I grew up in the 50s and 60s. There was certainly less variety in food, especially in fresh vegetables, where many things you find routinely today you just couldn’t get (e.g., kale, avocado, grape tomatoes, jalapenos) or could only get in season.
Dishes were simpler,* without fancy sauces (or even white sauce, which I never heard about until the mid-70s). That doesn’t make it bad; it meant it depended on the skill of the cook.
And my mother was a pretty good cook (as was her mother). Some of my favorites from that era were:
Corn flake chicken (note who I linked to) where the chicken was dredged in crushed corn flakes and baked.
Chicken Kiev.
London broil (note: the cuts labeled “London broil” in the supermarket these days are not right for London broil, which is made from flank steak). Marinated flank steak put under a broiler just long enough to crisp the top (and flipped to repeat that on the other side). The interior is blood rare, and you have to cut it on an angle across the fibers. The result is thin, tender, crispy on the outside, and delicious.

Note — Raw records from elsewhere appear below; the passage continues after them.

//! The outcome of a call that reached the server.
//!
//! This module provides [`Response`], which carries the status of a completed
//! HTTP exchange along with either a converted body (2xx) or the raw error body.

use bytes::Bytes;
use http::{HeaderMap, StatusCode};

use crate::error::{CallError, HttpError};

#[derive(Debug, Clone)]
enum Payload<T> {
    Body(T),
    Error(Bytes),
}

/// An HTTP response received without transport failure.
///
/// A response is either successful, in which case it holds a body of type
/// `T`, or unsuccessful, in which case it holds the raw error body. The
/// constructors enforce that successful responses have a 2xx status and
/// error responses a status of 400 or above.
///
/// # Example
///
/// ```
/// use callrx_core::Response;
/// use http::StatusCode;
///
/// let ok = Response::success("Hi".to_string());
/// assert!(ok.is_successful());
/// assert_eq!(ok.body().map(String::as_str), Some("Hi"));
///
/// let missing = Response::<String>::error(StatusCode::NOT_FOUND, "gone").unwrap();
/// assert!(!missing.is_successful());
/// assert_eq!(missing.reason(), "Not Found");
/// ```
#[derive(Debug, Clone)]
pub struct Response<T> {
    status: StatusCode,
    reason: Option<String>,
    headers: HeaderMap,
    payload: Payload<T>,
}

impl<T> Response<T> {
    /// Create a successful `200 OK` response.
    pub fn success(body: T) -> Self {
        Self {
            status: StatusCode::OK,
            reason: None,
            headers: HeaderMap::new(),
            payload: Payload::Body(body),
        }
    }

    /// Create a successful response with an explicit 2xx status.
    pub fn success_with_status(status: StatusCode, body: T) -> Result<Self, CallError> {
        if !status.is_success() {
            return Err(CallError::illegal_argument(format!(
                "status must be 2xx for a successful response: {}",
                status.as_u16()
            )));
        }
        Ok(Self {
            status,
            reason: None,
            headers: HeaderMap::new(),
            payload: Payload::Body(body),
        })
    }

    /// Create an unsuccessful response with the raw error body.
    pub fn error(status: StatusCode, error_body: impl Into<Bytes>) -> Result<Self, CallError> {
        if status.as_u16() < 400 {
            return Err(CallError::illegal_argument(format!(
                "status must be >= 400 for an error response: {}",
                status.as_u16()
            )));
        }
        Ok(Self {
            status,
            reason: None,
            headers: HeaderMap::new(),
            payload: Payload::Error(error_body.into()),
        })
    }

    /// Set the reason phrase sent by the server.
    pub fn with_reason<S: Into<String>>(mut self, reason: S) -> Self {
        self.reason = Some(reason.into());
        self
    }

    /// Set the response headers.
    pub fn with_headers(mut self, headers: HeaderMap) -> Self {
        self.headers = headers;
        self
    }

    /// The HTTP status.
    pub fn status(&self) -> StatusCode {
        self.status
    }

    /// The numeric HTTP status code.
    pub fn code(&self) -> u16 {
        self.status.as_u16()
    }

    /// The reason phrase.
    ///
    /// Falls back to the canonical reason for the status when the server
    /// did not send one.
    pub fn reason(&self) -> &str {
        match &self.reason {
            Some(reason) => reason,
            None => self.status.canonical_reason().unwrap_or(""),
        }
    }

    /// The response headers.
    pub fn headers(&self) -> &HeaderMap {
        &self.headers
    }

    /// Returns true if the status is 2xx.
    pub fn is_successful(&self) -> bool {
        matches!(self.payload, Payload::Body(_))
    }

    /// The converted body of a successful response.
    pub fn body(&self) -> Option<&T> {
        match &self.payload {
            Payload::Body(body) => Some(body),
            Payload::Error(_) => None,
        }
    }

    /// Consume the response and return the body of a successful response.
    pub fn into_body(self) -> Option<T> {
        match self.payload {
            Payload::Body(body) => Some(body),
            Payload::Error(_) => None,
        }
    }

    /// The raw error body of an unsuccessful response.
    pub fn error_body(&self) -> Option<&Bytes> {
        match &self.payload {
            Payload::Body(_) => None,
            Payload::Error(bytes) => Some(bytes),
        }
    }

    /// Unwrap the body, turning an unsuccessful response into an [`HttpError`].
    pub fn into_result(self) -> Result<T, HttpError> {
        match self.payload {
            Payload::Body(body) => Ok(body),
            Payload::Error(bytes) => {
                let reason = self.reason.unwrap_or_else(|| {
                    self.status.canonical_reason().unwrap_or("").to_string()
                });
                Err(HttpError::new(
                    self.status.as_u16(),
                    reason,
                    self.headers,
                    Some(bytes),
                ))
            }
        }
    }

    /// Transform the body, preserving status, reason and headers.
    pub fn map<U, F>(self, f: F) -> Response<U>
    where
        F: FnOnce(T) -> U,
    {
        Response {
            status: self.status,
            reason: self.reason,
            headers: self.headers,
            payload: match self.payload {
                Payload::Body(body) => Payload::Body(f(body)),
                Payload::Error(bytes) => Payload::Error(bytes),
            },
        }
    }
}
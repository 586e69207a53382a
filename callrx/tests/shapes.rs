mod common;

use std::time::Duration;

use callrx::transport::{HyperTransport, StringConverter};
use callrx::{
    Adapted, CallError, CallResult, Flowable, Response, ReturnShape, RxCallAdapterFactory,
};
use common::{MockResponse, MockServer};
use futures::StreamExt;

#[tokio::test]
async fn test_single_yields_body() {
    let server = MockServer::start().await;
    server.enqueue(MockResponse::ok("Hi"));
    let transport = HyperTransport::new().unwrap();
    let call = transport.get(&server.url("/"), StringConverter).unwrap();

    let body = RxCallAdapterFactory::create().body(call).into_single().await;
    assert_eq!(body.unwrap(), "Hi");
    assert_eq!(server.request_count(), 1);
}

#[tokio::test]
async fn test_single_disconnect_is_transport_error() {
    let server = MockServer::start().await;
    server.enqueue(MockResponse::Disconnect);
    let transport = HyperTransport::new().unwrap();
    let call = transport.get(&server.url("/"), StringConverter).unwrap();

    let err = RxCallAdapterFactory::create()
        .body(call)
        .into_single()
        .await
        .unwrap_err();
    assert!(err.is_transport(), "unexpected error: {err}");
}

#[tokio::test]
async fn test_resubscribe_fails_without_second_request() {
    let server = MockServer::start().await;
    server.enqueue(MockResponse::ok("Hi"));
    server.enqueue(MockResponse::ok("again"));
    let transport = HyperTransport::new().unwrap();
    let call = transport.get(&server.url("/"), StringConverter).unwrap();

    let single = RxCallAdapterFactory::create().body(call).into_single();
    assert_eq!(single.subscribe().await.unwrap(), "Hi");

    let err = single.subscribe().await.unwrap_err();
    assert!(matches!(err, CallError::IllegalState(ref msg) if msg == "Already executed"));
    assert_eq!(server.request_count(), 1);
}

#[derive(Clone, Copy, Debug)]
enum Projection {
    Response,
    Body,
    Result,
}

struct FlowableCase {
    projection: Projection,
    response: MockResponse,
    expected: &'static [&'static str],
}

fn hi() -> MockResponse {
    MockResponse::ok("Hi")
}

fn not_found() -> MockResponse {
    MockResponse::status(404, "Client Error", "Hi")
}

fn case(
    projection: Projection,
    response: MockResponse,
    expected: &'static [&'static str],
) -> FlowableCase {
    FlowableCase {
        projection,
        response,
        expected,
    }
}

fn flowable_cases() -> Vec<FlowableCase> {
    let disconnect = MockResponse::Disconnect;
    vec![
        case(Projection::Response, hi(), &["response 200"]),
        case(Projection::Response, not_found(), &["response 404"]),
        case(Projection::Response, disconnect.clone(), &["transport error"]),
        case(Projection::Body, hi(), &["body Hi"]),
        case(Projection::Body, not_found(), &["http error 404"]),
        case(Projection::Body, disconnect.clone(), &["transport error"]),
        case(Projection::Result, hi(), &["result response 200"]),
        case(Projection::Result, not_found(), &["result response 404"]),
        case(Projection::Result, disconnect, &["result error"]),
    ]
}

/// Subscribe, let the call finish before any demand, then drain.
async fn drain_flowable<T: Send + 'static>(
    server: &MockServer,
    flowable: Flowable<T>,
    describe: fn(T) -> String,
) -> Vec<String> {
    let mut stream = flowable.subscribe();

    // The request goes out before the consumer asks for anything.
    tokio::time::timeout(Duration::from_secs(5), async {
        while server.request_count() == 0 {
            tokio::time::sleep(Duration::from_millis(5)).await;
        }
    })
    .await
    .unwrap();
    tokio::time::sleep(Duration::from_millis(50)).await;

    let mut events = Vec::new();
    while let Some(item) = stream.next().await {
        events.push(match item {
            Ok(value) => describe(value),
            Err(CallError::Http(err)) => format!("http error {}", err.code()),
            Err(CallError::Transport(_)) => "transport error".to_string(),
            Err(err) => format!("unexpected error {err}"),
        });
    }
    assert!(stream.next().await.is_none());
    assert_eq!(stream.dropped(), 0);
    events
}

#[tokio::test]
async fn test_flowable_holds_latest_until_polled() {
    for case in flowable_cases() {
        let server = MockServer::start().await;
        server.enqueue(case.response.clone());
        let transport = HyperTransport::new().unwrap();
        let call = transport.get(&server.url("/"), StringConverter).unwrap();
        let factory = RxCallAdapterFactory::create();

        let events = match case.projection {
            Projection::Response => {
                let flowable = factory.response(call).into_flowable();
                drain_flowable(&server, flowable, |r: Response<String>| {
                    format!("response {}", r.code())
                })
                .await
            }
            Projection::Body => {
                let flowable = factory.body(call).into_flowable();
                drain_flowable(&server, flowable, |b: String| format!("body {b}")).await
            }
            Projection::Result => {
                let flowable = factory.result(call).into_flowable();
                drain_flowable(&server, flowable, |r: CallResult<String>| match r {
                    CallResult::Response(response) => {
                        format!("result response {}", response.code())
                    }
                    CallResult::Error(_) => "result error".to_string(),
                })
                .await
            }
        };

        assert_eq!(
            events, case.expected,
            "{:?} with {:?}",
            case.projection, case.response
        );
        assert_eq!(
            server.request_count(),
            1,
            "{:?} with {:?}",
            case.projection,
            case.response
        );
    }
}

#[tokio::test]
async fn test_maybe_and_completable_over_http() {
    let server = MockServer::start().await;
    server.enqueue(MockResponse::ok("Hi"));
    server.enqueue(MockResponse::status(500, "Server Error", "boom"));
    let transport = HyperTransport::new().unwrap();
    let factory = RxCallAdapterFactory::create();

    let call = transport.get(&server.url("/"), StringConverter).unwrap();
    assert_eq!(factory.body(call).into_maybe().await.unwrap(), Some("Hi".into()));

    let call = transport.get(&server.url("/"), StringConverter).unwrap();
    let err = factory.body(call).into_completable().await.unwrap_err();
    assert_eq!(err.http().unwrap().code(), 500);
}

#[tokio::test]
async fn test_shape_chosen_at_runtime() {
    let server = MockServer::start().await;
    server.enqueue(MockResponse::ok("Hi"));
    let transport = HyperTransport::new().unwrap();
    let call = transport.get(&server.url("/"), StringConverter).unwrap();

    let adapted = RxCallAdapterFactory::create()
        .response(call)
        .into_shape(ReturnShape::Single);
    let Adapted::Single(single) = adapted else {
        panic!("expected a single");
    };
    let response = single.await.unwrap();
    assert_eq!(response.code(), 200);
}

#[tokio::test(flavor = "multi_thread", worker_threads = 2)]
async fn test_subscribe_on_scheduler() {
    let server = MockServer::start().await;
    server.enqueue(MockResponse::ok("Hi"));

    let runtime = tokio::runtime::Builder::new_multi_thread()
        .worker_threads(1)
        .enable_all()
        .build()
        .unwrap();

    let transport = HyperTransport::builder()
        .runtime(runtime.handle().clone())
        .build()
        .unwrap();
    let call = transport.get(&server.url("/"), StringConverter).unwrap();

    let factory = RxCallAdapterFactory::builder()
        .scheduler(runtime.handle().clone())
        .build();
    let body = factory.body(call).into_single().await.unwrap();
    assert_eq!(body, "Hi");

    runtime.shutdown_background();
}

Fried liver. I know this isn’t for anyone, but it’s delicious and certainly my favorite meal. You dredge beef liver in breadcrumbs, then fry it in butter for 2-3 minutes a side (add more butter when you flip it). The interior should have a tinge of pink when served. I once made it for someone who hated liver and she admitted it tasted pretty good.
She also made an excellent meat loaf, too.
We lived on Long Island, so seafood – clams and scallops – were often on the menu for special occasions. Sometimes we’d cook fish we caught (my favorite was blowfish – a cousin of fugu).
When fresh vegetables were in season, we’d have them. Otherwise, we used frozen (never canned). We did make salads from the things we could get – iceberg lettuce, cucumber, tomato, celery, carrots. I preferred Russian and Catalina dressing, which was uncommon (Italian was the most popular at the time).
Potatoes were a part of each meal, usually baked (my favorite – we would hollow them out and then eat the skins with butter. Mmmmmm.).
I don’t recall her ever making fried chicken. Or a casserole. She cooked vegetables – fresh or frozen – just long enough to heat them up; often they were put on the stove just before she took the main course out of the oven.
Today, of course, we have far more options, far more recipes, and due to the Internet, better access to recipes. But it’s untrue that there wasn’t good food in that era – there were just bad cooks.
*Julia Child had trouble finding a publisher for her Mastering the Art of French Cooking because people believe that home cooks weren’t interest in fancy dishes that too a lot of time to prepare.